Walker won’t criticize Evers for signing a recall petition
State public school Superintendent Tony Evers says he has no regrets about signing a petition to recall Gov. Scott Walker and Walker says he won’t hold it against Evers, as the governor decides whether he’ll endorse anyone in next spring’s election for state superintendent. Evers is running for a second four-year term next spring, and he’s being challenged by State Assembly Republican Don Pridemore of Hartford. Walker said yesterday that he’s still trying to decide whether to endorse either of the candidates – and he won’t let his decision be affected by Evers’ signing a recall petition. The superintendent was among the 900-thousand people who petitioned for a recall election against the Republican Walker earlier this year – which Walker won by seven points. Evers had been critical of Walker’s proposal to virtually end collective bargaining by most public unions, a move that was since overturned for public schools and local governments. Walker also cut K-to-12 school funding by $800 million but later, the governor and Evers worked together on a number of issues – including new school performance standards, early childhood screenings for literacy, and a new program that allows non-traditional students to use their life experiences toward college credits
Walker and Evers both say their politics have not always been aligned, but they’ve found ways to work together.
Newtown shootings spurring copy-cat threats
Authorities across the nation are trying to put a clamp on copy-cat incidents and threats, in the wake of last Friday’s school massacre in Newtown Connecticut.
In Wisconsin, the Pewaukee School District evacuated students from its middle-and-high school building Wednesday afternoon.

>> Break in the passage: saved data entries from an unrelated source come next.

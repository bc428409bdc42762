//! Benchmark utilities for tabular-nb.
//!
//! Provides a seeded generator of labelled tabular data shaped like the
//! pipeline's inputs: a few columns whose sign tracks the class, the rest noise.

pub mod data;

pub use data::SyntheticClassification;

Superintendent Jo Ann Sternke said the threat was aimed at the high school and while officials did not believe it was credible, the youngsters were evacuated anyway as a precaution.
All afternoon and evening activities were canceled at Pewaukee High and the entire Pewaukee district is closed Thursday due to the snowstorm and the expected blizzard conditions.

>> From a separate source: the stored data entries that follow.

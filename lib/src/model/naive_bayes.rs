//! Gaussian naive Bayes classifier.
//!
//! Each class `c` is modelled by a prior `P(c)` and, per feature `j`, a normal
//! distribution with mean `theta[c, j]` and variance `var[c, j]`. Prediction
//! returns the class maximizing the joint log-likelihood
//!
//! ```text
//! log P(c) - 0.5 * Σ_j [ ln(2π var[c, j]) + (x_j - theta[c, j])² / var[c, j] ]
//! ```
//!
//! Variances are the per-class population variances plus
//! `epsilon = var_smoothing * max_j Var(X[:, j])`, so they stay strictly
//! positive even for features that are constant within a class.

use crate::backend::{Backend, Tensor1D, Tensor2D};
use crate::error::PipelineError;
use crate::model::state::{Fitted, Unfitted};
use crate::model::InferenceModel;
use crate::preprocessing::feature_selection::univariate::encode_classes;
use log::debug;
use serde::{Deserialize, Serialize};
use std::f64::consts::PI;
use std::marker::PhantomData;

/// Fraction of the largest feature variance added to every class variance.
pub const DEFAULT_VAR_SMOOTHING: f64 = 1e-9;

const PRIOR_SUM_TOLERANCE: f64 = 1e-8;

/// Hyperparameters of [`GaussianNB`].
#[derive(Clone, Debug, PartialEq, Serialize, Deserialize)]
#[serde(default)]
pub struct GaussianNbConfig {
    /// Portion of the largest feature variance added to variances; must be > 0.
    pub var_smoothing: f64,
    /// Class priors in ascending class order. `None` uses class frequencies.
    pub priors: Option<Vec<f64>>,
}

impl Default for GaussianNbConfig {
    fn default() -> Self {
        Self {
            var_smoothing: DEFAULT_VAR_SMOOTHING,
            priors: None,
        }
    }
}

#[derive(Clone, Debug)]
struct NbParams<B: Backend> {
    classes: Vec<f64>,
    class_count: Vec<usize>,
    class_prior: Vec<f64>,
    /// Per-class feature means, shape `(n_classes, n_features)`.
    theta: Tensor2D<B>,
    /// Per-class feature variances (smoothed), shape `(n_classes, n_features)`.
    var: Tensor2D<B>,
    epsilon: f64,
}

impl<B: Backend> NbParams<B> {
    fn empty() -> Self {
        Self {
            classes: Vec::new(),
            class_count: Vec::new(),
            class_prior: Vec::new(),
            theta: Tensor2D::zeros(0, 0),
            var: Tensor2D::zeros(0, 0),
            epsilon: 0.0,
        }
    }
}

/// Gaussian naive Bayes classifier in type-state form.
///
/// # Example
/// ```
/// use tabular_nb::backend::{CpuBackend, Tensor1D, Tensor2D};
/// use tabular_nb::model::{GaussianNB, InferenceModel};
///
/// let x = Tensor2D::<CpuBackend>::new(vec![1.0, 1.2, 0.9, 5.0, 5.3, 4.8], 6, 1);
/// let y = Tensor1D::<CpuBackend>::new(vec![0.0, 0.0, 0.0, 1.0, 1.0, 1.0]);
///
/// let model = GaussianNB::<CpuBackend>::new().fit(&x, &y).unwrap();
/// assert_eq!(model.predict(&Tensor1D::new(vec![4.5])).unwrap(), 1.0);
/// ```
#[derive(Clone, Debug)]
pub struct GaussianNB<B: Backend, S = Unfitted> {
    config: GaussianNbConfig,
    params: NbParams<B>,
    _state: PhantomData<S>,
}

impl<B: Backend> Default for GaussianNB<B, Unfitted> {
    fn default() -> Self {
        Self::new()
    }
}

impl<B: Backend> GaussianNB<B, Unfitted> {
    pub fn new() -> Self {
        Self::from_config(GaussianNbConfig::default())
    }

    pub fn from_config(config: GaussianNbConfig) -> Self {
        Self {
            config,
            params: NbParams::empty(),
            _state: PhantomData,
        }
    }

    pub fn with_var_smoothing(mut self, var_smoothing: f64) -> Self {
        self.config.var_smoothing = var_smoothing;
        self
    }

    pub fn with_priors(mut self, priors: Vec<f64>) -> Self {
        self.config.priors = Some(priors);
        self
    }

    pub fn config(&self) -> &GaussianNbConfig {
        &self.config
    }

    /// Estimates class priors, per-class feature means and smoothed variances.
    ///
    /// Classes are the distinct label values in ascending order.
    ///
    /// # Errors
    /// - [`PipelineError::InvalidShape`] if `x` and `y` differ in row count.
    /// - [`PipelineError::EmptyData`] if there are no rows.
    /// - [`PipelineError::Configuration`] if `x` has no columns.
    /// - [`PipelineError::MissingValues`] for non-finite features or labels.
    /// - [`PipelineError::InvalidParameter`] for a non-positive `var_smoothing`
    ///   or unusable `priors`.
    pub fn fit(
        &self,
        x: &Tensor2D<B>,
        y: &Tensor1D<B>,
    ) -> Result<GaussianNB<B, Fitted>, PipelineError> {
        let (n_samples, n_features) = x.shape();
        if y.len() != n_samples {
            return Err(PipelineError::InvalidShape {
                expected: format!("{} labels", n_samples),
                got: format!("{} labels", y.len()),
            });
        }
        if n_samples == 0 {
            return Err(PipelineError::EmptyData(
                "Cannot fit GaussianNB on empty data".to_string(),
            ));
        }
        if n_features == 0 {
            return Err(PipelineError::Configuration(
                "GaussianNB needs at least one feature".to_string(),
            ));
        }
        if !x.all_finite() {
            return Err(PipelineError::MissingValues(
                "GaussianNB input contains NaN or infinite values".to_string(),
            ));
        }
        let var_smoothing = self.config.var_smoothing;
        if !(var_smoothing > 0.0 && var_smoothing.is_finite()) {
            return Err(PipelineError::InvalidParameter(format!(
                "var_smoothing must be positive and finite, got {}",
                var_smoothing
            )));
        }

        let (classes, assignment) = encode_classes(&y.to_vec())?;
        let n_classes = classes.len();

        let max_variance = x
            .col_std(0)
            .to_vec()
            .iter()
            .map(|s| s * s)
            .fold(0.0, f64::max);
        let epsilon = if max_variance > 0.0 {
            var_smoothing * max_variance
        } else {
            var_smoothing
        };

        let mut class_count = vec![0usize; n_classes];
        let mut theta = Vec::with_capacity(n_classes * n_features);
        let mut var = Vec::with_capacity(n_classes * n_features);

        for (c, count) in class_count.iter_mut().enumerate() {
            let rows: Vec<usize> = assignment
                .iter()
                .enumerate()
                .filter_map(|(i, &a)| (a == c).then_some(i))
                .collect();
            *count = rows.len();

            let subset = x.select_rows(&rows);
            theta.extend(subset.col_mean().to_vec());
            var.extend(subset.col_std(0).to_vec().iter().map(|s| s * s + epsilon));
        }

        let class_prior = match &self.config.priors {
            Some(priors) => validate_priors(priors, n_classes)?,
            None => class_count
                .iter()
                .map(|&count| count as f64 / n_samples as f64)
                .collect(),
        };

        debug!(
            "GaussianNB fitted: {} classes {:?}, {} features, epsilon={:.3e}",
            n_classes, classes, n_features, epsilon
        );

        Ok(GaussianNB {
            config: self.config.clone(),
            params: NbParams {
                classes,
                class_count,
                class_prior,
                theta: Tensor2D::new(theta, n_classes, n_features),
                var: Tensor2D::new(var, n_classes, n_features),
                epsilon,
            },
            _state: PhantomData,
        })
    }
}

fn validate_priors(priors: &[f64], n_classes: usize) -> Result<Vec<f64>, PipelineError> {
    if priors.len() != n_classes {
        return Err(PipelineError::InvalidParameter(format!(
            "got {} priors for {} classes",
            priors.len(),
            n_classes
        )));
    }
    if priors.iter().any(|p| !p.is_finite() || *p < 0.0) {
        return Err(PipelineError::InvalidParameter(
            "priors must be finite and non-negative".to_string(),
        ));
    }
    let sum: f64 = priors.iter().sum();
    if (sum - 1.0).abs() > PRIOR_SUM_TOLERANCE {
        return Err(PipelineError::InvalidParameter(format!(
            "priors must sum to 1, got {}",
            sum
        )));
    }
    Ok(priors.to_vec())
}

/// Index of the first maximum, so ties go to the lowest class.
fn argmax(values: &[f64]) -> usize {
    let mut best = 0;
    for (i, &v) in values.iter().enumerate().skip(1) {
        if v > values[best] {
            best = i;
        }
    }
    best
}

fn log_sum_exp(values: &[f64]) -> f64 {
    let max = values.iter().copied().fold(f64::NEG_INFINITY, f64::max);
    if max == f64::NEG_INFINITY {
        return max;
    }
    max + values.iter().map(|v| (v - max).exp()).sum::<f64>().ln()
}

impl<B: Backend> GaussianNB<B, Fitted> {
    /// Class labels in ascending order.
    pub fn classes(&self) -> &[f64] {
        &self.params.classes
    }

    /// Number of training rows per class.
    pub fn class_count(&self) -> &[usize] {
        &self.params.class_count
    }

    /// Prior probability of each class.
    pub fn class_prior(&self) -> &[f64] {
        &self.params.class_prior
    }

    /// Per-class feature means, shape `(n_classes, n_features)`.
    pub fn theta(&self) -> &Tensor2D<B> {
        &self.params.theta
    }

    /// Per-class smoothed feature variances, shape `(n_classes, n_features)`.
    pub fn var(&self) -> &Tensor2D<B> {
        &self.params.var
    }

    /// Amount added to every variance during fit.
    pub fn epsilon(&self) -> f64 {
        self.params.epsilon
    }

    pub fn n_features_in(&self) -> usize {
        self.params.theta.ncols()
    }

    pub fn config(&self) -> &GaussianNbConfig {
        &self.config
    }

    /// Unnormalized log posterior of every class for every row,
    /// shape `(n_samples, n_classes)`.
    pub fn predict_joint_log_likelihood(
        &self,
        x: &Tensor2D<B>,
    ) -> Result<Tensor2D<B>, PipelineError> {
        let (n_samples, n_features) = x.shape();
        if n_features != self.n_features_in() {
            return Err(PipelineError::FeatureMismatch {
                expected_features: self.n_features_in(),
                got_features: n_features,
            });
        }

        let theta = self.params.theta.to_rows();
        let var = self.params.var.to_rows();
        let n_classes = theta.len();

        // log P(c) - 0.5 * Σ ln(2π var) does not depend on the row
        let offsets: Vec<f64> = self
            .params
            .class_prior
            .iter()
            .zip(var.iter())
            .map(|(&prior, v)| {
                prior.ln() - 0.5 * v.iter().map(|&s| (2.0 * PI * s).ln()).sum::<f64>()
            })
            .collect();

        let mut jll = Vec::with_capacity(n_samples * n_classes);
        for row in x.to_rows() {
            for c in 0..n_classes {
                let mahalanobis: f64 = row
                    .iter()
                    .zip(theta[c].iter().zip(var[c].iter()))
                    .map(|(&xj, (&mu, &s))| (xj - mu) * (xj - mu) / s)
                    .sum();
                jll.push(offsets[c] - 0.5 * mahalanobis);
            }
        }
        Ok(Tensor2D::new(jll, n_samples, n_classes))
    }

    /// Log class probabilities, normalized with log-sum-exp.
    pub fn predict_log_proba(&self, x: &Tensor2D<B>) -> Result<Tensor2D<B>, PipelineError> {
        let jll = self.predict_joint_log_likelihood(x)?;
        let (n_samples, n_classes) = jll.shape();
        let normalized = jll
            .to_rows()
            .iter()
            .flat_map(|row| {
                let norm = log_sum_exp(row);
                row.iter().map(move |v| v - norm).collect::<Vec<_>>()
            })
            .collect();
        Ok(Tensor2D::new(normalized, n_samples, n_classes))
    }

    /// Class probabilities; each row sums to 1.
    pub fn predict_proba(&self, x: &Tensor2D<B>) -> Result<Tensor2D<B>, PipelineError> {
        let log_proba = self.predict_log_proba(x)?;
        let (n_samples, n_classes) = log_proba.shape();
        let proba = log_proba.ravel().to_vec().iter().map(|v| v.exp()).collect();
        Ok(Tensor2D::new(proba, n_samples, n_classes))
    }
}

impl<B: Backend> InferenceModel<B> for GaussianNB<B, Fitted> {
    type InputSingle = Tensor1D<B>;
    type OutputSingle = f64;
    type InputBatch = Tensor2D<B>;
    type OutputBatch = Tensor1D<B>;

    fn predict(&self, input: &Self::InputSingle) -> Result<Self::OutputSingle, PipelineError> {
        let row = Tensor2D::new(input.to_vec(), 1, input.len());
        let labels = self.predict_batch(&row)?.to_vec();
        labels.first().copied().ok_or_else(|| {
            PipelineError::NumericalError("prediction produced no label".to_string())
        })
    }

    fn predict_batch(&self, input: &Self::InputBatch) -> Result<Self::OutputBatch, PipelineError> {
        let jll = self.predict_joint_log_likelihood(input)?;
        let labels = jll
            .to_rows()
            .iter()
            .map(|row| self.params.classes[argmax(row)])
            .collect();
        Ok(Tensor1D::new(labels))
    }
}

Five inches of snow had fallen by 6 a.m. at nearby Sullivan.
Service will remember homeless dead
GREEN BAY -- A memorial service was planned in Green Bay and three other Wisconsin cities Thursday, to remember homeless people who died on the streets.
The St. John the Evangelist homeless shelter normally holds the annual service on the shortest day of the year.
Laura Robinson is the shelter’s ministry team coordinator. She says they’ve identified five people who died in the last year while being homeless. A candle will be lit for each of those people, along with a sixth to represent those who went unidentified or unnamed.
Similar memorial services are planned in La Crosse, Racine, and Kenosha.
Robinson tells Wisconsin Public Radio that the homeless have much shorter life expectancies than others – and they’re more likely to be victims of violence.
The Green Bay Catholic Diocese oversees the shelter, which is only open during the cold weather season. Around 60 people have spent the night there this fall and Robinson says more people are expected later in the winter at Green Bay shelters which already have waiting lists.
Waterloo man gets 7 years for possessing almost 40 pounds of drugs
A southern Wisconsin man has been sentenced to seven years in a federal prison, after he admitted possessing almost 40 pounds of drugs.
Chad Ruenger, 33, of Waterloo was arrested in May, when he was caught with 35 pounds of marijuana, three pounds of hashish, and three handguns.
He pleaded guilty in October to federal charges of possessing marijuana with the intent to sell, and possessing firearms while drug trafficking.
In a related case, 27-year-old Josh Campbell of Madison will be sentenced next month after he pleaded guilty to conspiring to distribute pot.
Three men from Fairfax California are scheduled to go on trial in late March on drug possession and conspiracy charges in the same sales ring.